# Photos of obscure Galactonotus morphs



## afterdark (Jan 16, 2007)

Hi there,

Since getting my 75% Orange Galacts, I've been very interested in this species. My frogs are bold, large and they look GREAT. I love the dynamic contrast between colours and how they somehow seem - I don't know, mysterious. They're like little fly eating ninjas.

So, I'm wondering if anyone out there is keeping any of the more uncommon morphs. Specifically, I'd like to see photos. 

Anyone have any shots of 95% Orange, Solid Orange, Wedge (any colour), Moonshine or Koi morphs? 

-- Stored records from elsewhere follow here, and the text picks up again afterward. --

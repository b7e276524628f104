// specdriven-service/src/utils/invitation_storage.rs
//
// Invitation lifecycle: create, accept, decline, cancel. One JSON file per
// invitation under ./storage/invitations. Expiry is never written back;
// reads derive it from `expires_at`.
use crate::models::{CallerIdentity, InvitationStatus, Membership, ProjectInvitation, Role, ServiceError};
use crate::utils::authorization::{self, Action};
use crate::utils::{membership_storage, project_storage, token, user_storage, Deadline, StoreLock};
use chrono::{Duration, Utc};
use log::{error, info, warn};
use regex::Regex;
use std::fs;
use std::path::Path;

const INVITATIONS_DIR: &str = "./storage/invitations";

// Ceiling on live pending invitations per project.
pub const MAX_PENDING_PER_PROJECT: usize = 10;

// Trailing-hour throttle per inviter per project. Every invitation sent in
// the window counts, whatever happened to it since.
pub const MAX_INVITES_PER_HOUR: usize = 5;

lazy_static::lazy_static! {
    static ref INVITATION_LOCK: StoreLock = StoreLock::new();
    // Same shape the web client enforces before submitting
    static ref EMAIL_RE: Regex = Regex::new(r"^[^\s@]+@[^\s@]+\.[^\s@]+$").unwrap();
}

// Initialize invitations directory
pub fn ensure_invitations_dir() -> std::io::Result<()> {
    let dir = Path::new(INVITATIONS_DIR);
    if !dir.exists() {
        info!("Creating invitations directory");
        fs::create_dir_all(dir)?;
    }
    Ok(())
}

// Save invitation to storage
pub fn save_invitation(invitation: &ProjectInvitation) -> Result<(), ServiceError> {
    ensure_invitations_dir().map_err(|e| {
        error!("Failed to create invitations directory: {:?}", e);
        ServiceError::StoreUnavailable
    })?;

    let invitation_path = format!("{}/{}.json", INVITATIONS_DIR, invitation.id);
    let invitation_json = serde_json::to_string_pretty(invitation).map_err(|e| {
        error!("Failed to serialize invitation: {:?}", e);
        ServiceError::InternalServerError
    })?;

    fs::write(&invitation_path, invitation_json).map_err(|e| {
        error!("Failed to save invitation: {:?}", e);
        ServiceError::StoreUnavailable
    })?;

    Ok(())
}

// Find invitation by ID
pub fn find_invitation_by_id(invitation_id: &str) -> Result<Option<ProjectInvitation>, ServiceError> {
    let invitation_path = format!("{}/{}.json", INVITATIONS_DIR, invitation_id);
    let path = Path::new(&invitation_path);

    if !path.exists() {
        return Ok(None);
    }

    let content = fs::read_to_string(path).map_err(|e| {
        error!("Failed to read invitation file: {:?}", e);
        ServiceError::StoreUnavailable
    })?;

    let invitation: ProjectInvitation = serde_json::from_str(&content).map_err(|e| {
        error!("Failed to parse invitation JSON: {:?}", e);
        ServiceError::InternalServerError
    })?;

    Ok(Some(invitation))
}

// Delete invitation
pub fn delete_invitation(invitation_id: &str) -> Result<bool, ServiceError> {
    let invitation_path = format!("{}/{}.json", INVITATIONS_DIR, invitation_id);
    let path = Path::new(&invitation_path);

    if !path.exists() {
        return Ok(false);
    }

    fs::remove_file(path).map_err(|e| {
        error!("Failed to delete invitation file: {:?}", e);
        ServiceError::StoreUnavailable
    })?;

    info!("🗑️ Deleted invitation: {}", invitation_id);
    Ok(true)
}

// Scan the invitations directory and keep entries matching the predicate.
// Unparseable files are logged and skipped rather than failing the scan.
fn collect_invitations(
    keep: impl Fn(&ProjectInvitation) -> bool,
) -> Result<Vec<ProjectInvitation>, ServiceError> {
    let dir = Path::new(INVITATIONS_DIR);
    if !dir.exists() {
        return Ok(Vec::new());
    }

    let mut invitations = Vec::new();

    for entry_result in fs::read_dir(dir).map_err(|e| {
        error!("Failed to read invitations directory: {:?}", e);
        ServiceError::StoreUnavailable
    })? {
        let entry = entry_result.map_err(|e| {
            error!("Failed to read directory entry: {:?}", e);
            ServiceError::StoreUnavailable
        })?;

        let path = entry.path();
        if path.is_file() && path.extension().map_or(false, |ext| ext == "json") {
            let content = fs::read_to_string(&path).map_err(|e| {
                error!("Failed to read invitation file: {:?}", e);
                ServiceError::StoreUnavailable
            })?;

            let invitation: ProjectInvitation = match serde_json::from_str(&content) {
                Ok(inv) => inv,
                Err(e) => {
                    warn!("Skipping unparseable invitation file {:?}: {:?}", path, e);
                    continue;
                }
            };

            if keep(&invitation) {
                invitations.push(invitation);
            }
        }
    }

    Ok(invitations)
}

// Locate the invitation a raw link token belongs to. The salted hash is
// recomputed per candidate and compared in constant time; the scan itself
// never short-circuits on partial matches.
fn find_invitation_by_token(raw_token: &str) -> Result<Option<ProjectInvitation>, ServiceError> {
    for invitation in collect_invitations(|_| true)? {
        if token::verify(raw_token, &invitation.token_salt, &invitation.token_hash)? {
            return Ok(Some(invitation));
        }
    }
    Ok(None)
}

// Create an invitation and mint its token. Returns the stored invitation and
// the raw token; the raw token goes to the notifier and is otherwise gone.
pub fn create(
    project_id: &str,
    caller: &CallerIdentity,
    email: &str,
    role: Role,
    message: Option<String>,
    deadline: &Deadline,
) -> Result<(ProjectInvitation, String), ServiceError> {
    authorization::authorize(caller, project_id, Action::ManageCollaborators)?;

    if role == Role::Owner {
        return Err(ServiceError::InvalidRole(
            "ownership cannot be offered through an invitation".to_string(),
        ));
    }

    let email = email.trim().to_lowercase();
    if !EMAIL_RE.is_match(&email) {
        return Err(ServiceError::BadRequest(format!(
            "'{}' is not a valid email address",
            email
        )));
    }

    // Everything from here races with other creates and accepts, so the
    // counting happens under the lock.
    let _guard = INVITATION_LOCK.acquire(deadline)?;

    // An existing member needs a role change, not an invitation
    if let Some(user) = user_storage::find_user_by_email(&email)? {
        if membership_storage::get_role(project_id, &user.id)?.is_some() {
            return Err(ServiceError::Conflict(
                "this user is already a collaborator on the project".to_string(),
            ));
        }
    }

    let now = Utc::now();
    let project_invitations = collect_invitations(|inv| inv.project_id == project_id)?;

    if project_invitations
        .iter()
        .any(|inv| inv.email == email && inv.is_actionable_at(now))
    {
        return Err(ServiceError::Conflict(
            "a pending invitation for this email already exists".to_string(),
        ));
    }

    let pending = project_invitations
        .iter()
        .filter(|inv| inv.is_actionable_at(now))
        .count();
    if pending >= MAX_PENDING_PER_PROJECT {
        return Err(ServiceError::CapacityExceeded(format!(
            "a project can have at most {} pending invitations",
            MAX_PENDING_PER_PROJECT
        )));
    }

    let window_start = now - Duration::hours(1);
    let sent_recently = project_invitations
        .iter()
        .filter(|inv| inv.inviter_id == caller.user_id && inv.created_at > window_start)
        .count();
    if sent_recently >= MAX_INVITES_PER_HOUR {
        warn!(
            "Rate limit: {} already sent {} invitations for project {} this hour",
            caller.user_id, sent_recently, project_id
        );
        return Err(ServiceError::RateLimited);
    }

    let minted = token::issue();
    let invitation = ProjectInvitation::new(
        project_id.to_string(),
        email,
        caller.user_id.clone(),
        role,
        message,
        minted.salt,
        minted.hash,
    );
    save_invitation(&invitation)?;

    info!(
        "📧 Created invitation: {} for {} on project: {} as {:?}",
        invitation.id, invitation.email, project_id, role
    );
    Ok((invitation, minted.raw))
}

// Redeem an invitation. The caller must be signed in as the invited address;
// the membership grant and the pending->accepted transition land together or
// not at all.
pub fn accept(
    invitation_id: &str,
    raw_token: &str,
    caller: &CallerIdentity,
    deadline: &Deadline,
) -> Result<(ProjectInvitation, Membership), ServiceError> {
    // Lock order: invitations first, memberships inside grant_for_invitation.
    // This is the only path that holds both.
    let _guard = INVITATION_LOCK.acquire(deadline)?;

    let mut invitation = find_invitation_by_token(raw_token)?.ok_or(ServiceError::InvitationNotFound)?;

    // The link must be used against the invitation it was minted for
    if invitation.id != invitation_id {
        return Err(ServiceError::InvitationNotFound);
    }

    if !invitation.email.eq_ignore_ascii_case(&caller.email) {
        warn!(
            "Accept attempt by {} on invitation addressed to {}",
            caller.email, invitation.email
        );
        return Err(ServiceError::InvitationNotFound);
    }

    let now = Utc::now();
    if invitation.status != InvitationStatus::Pending {
        return Err(ServiceError::InvitationNotActionable);
    }
    if invitation.is_expired_at(now) {
        return Err(ServiceError::InvitationExpired);
    }

    invitation.status = InvitationStatus::Accepted;
    invitation.accepted_by = Some(caller.user_id.clone());
    invitation.responded_at = Some(now);

    let to_write = invitation.clone();
    let membership = membership_storage::grant_for_invitation(
        &invitation.project_id,
        &caller.user_id,
        invitation.role,
        deadline,
        move || save_invitation(&to_write),
    )?;

    info!(
        "✅ Invitation accepted: {} ({} joins project: {} as {:?})",
        invitation.id, caller.user_id, invitation.project_id, invitation.role
    );
    Ok((invitation, membership))
}

// Turn down an invitation. Token-addressed like accept, but no account or
// membership is involved.
pub fn decline(
    invitation_id: &str,
    raw_token: &str,
    deadline: &Deadline,
) -> Result<ProjectInvitation, ServiceError> {
    let _guard = INVITATION_LOCK.acquire(deadline)?;

    let mut invitation = find_invitation_by_token(raw_token)?.ok_or(ServiceError::InvitationNotFound)?;
    if invitation.id != invitation_id {
        return Err(ServiceError::InvitationNotFound);
    }

    if !invitation.is_actionable_at(Utc::now()) {
        return Err(ServiceError::InvitationNotActionable);
    }

    invitation.status = InvitationStatus::Declined;
    invitation.responded_at = Some(Utc::now());
    save_invitation(&invitation)?;

    info!("✅ Invitation declined: {}", invitation.id);
    Ok(invitation)
}

// Withdraw a pending invitation. Admin-level action on the project.
pub fn cancel(
    invitation_id: &str,
    project_id: &str,
    caller: &CallerIdentity,
    deadline: &Deadline,
) -> Result<ProjectInvitation, ServiceError> {
    let _guard = INVITATION_LOCK.acquire(deadline)?;

    let mut invitation =
        find_invitation_by_id(invitation_id)?.ok_or(ServiceError::InvitationNotFound)?;
    if invitation.project_id != project_id {
        return Err(ServiceError::InvitationNotFound);
    }

    authorization::authorize(caller, &invitation.project_id, Action::ManageCollaborators)?;

    if !invitation.is_actionable_at(Utc::now()) {
        return Err(ServiceError::InvitationNotActionable);
    }

    invitation.status = InvitationStatus::Cancelled;
    invitation.responded_at = Some(Utc::now());
    save_invitation(&invitation)?;

    info!("🗑️ Invitation cancelled: {} by {}", invitation.id, caller.user_id);
    Ok(invitation)
}

// Live pending invitations for a project, oldest first. Lazily expired
// entries stay on disk but are filtered out here.
pub fn list_pending(project_id: &str) -> Result<Vec<ProjectInvitation>, ServiceError> {
    let now = Utc::now();
    let mut pending = collect_invitations(|inv| inv.project_id == project_id && inv.is_actionable_at(now))?;
    pending.sort_by(|a, b| a.created_at.cmp(&b.created_at));
    Ok(pending)
}

// Full invitation history for one address, newest first. Callers are
// expected to present the derived status, not the stored one.
pub fn list_for_email(email: &str) -> Result<Vec<ProjectInvitation>, ServiceError> {
    let email = email.to_lowercase();
    let mut invitations = collect_invitations(|inv| inv.email == email)?;
    invitations.sort_by(|a, b| b.created_at.cmp(&a.created_at));
    Ok(invitations)
}

// Helper function to fill in project and inviter names for display
pub fn enrich_invitation(invitation: &mut ProjectInvitation) -> Result<(), ServiceError> {
    if let Some(project) = project_storage::find_project_by_id(&invitation.project_id)? {
        invitation.project_name = Some(project.name);
    }

    if let Some(user) = user_storage::find_user_by_id(&invitation.inviter_id)? {
        invitation.inviter_name = Some(user.display_name());
    }

    Ok(())
}

// Delete all invitations for a project, used when the project goes away.
pub fn delete_project_invitations(project_id: &str, deadline: &Deadline) -> Result<usize, ServiceError> {
    let _guard = INVITATION_LOCK.acquire(deadline)?;

    let invitations = collect_invitations(|inv| inv.project_id == project_id)?;
    let mut deleted_count = 0;

    for invitation in invitations {
        if delete_invitation(&invitation.id)? {
            deleted_count += 1;
        }
    }

    info!("🗑️ Deleted {} invitations for project: {}", deleted_count, project_id);
    Ok(deleted_count)
}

I know the 75% Orange, Lemon Yellow and Red morphs are the most common and photos of those frogs are welcomed as well.

I'd also be intersted to hear about sucessful breeding strategies for any/all morphs and your experiences with Galacts in general.

Looking forward to lots of replies.  Thanks very much!


----------



## srrrio (May 12, 2007)

Well I am sort of disappointed you did not get much response yet. I feel as you do that galacs are VERY interesting. So here is a pic of one of my 95% orange just to give this a bump!










Sally


----------



## Otis (Apr 16, 2006)

I do not keep these guys, but if you are just looking for pics, Sean Stewart has a bunch of pics. 

So if you have not already seen it...
Frogs main


----------



## sounddrive (Jan 4, 2007)




----------



## Julio (Oct 8, 2007)

does anyone has any Koi or moonshine morphs?


----------



## ravengritz (Mar 2, 2009)

Julio said:


> does anyone has any Koi or moonshine morphs?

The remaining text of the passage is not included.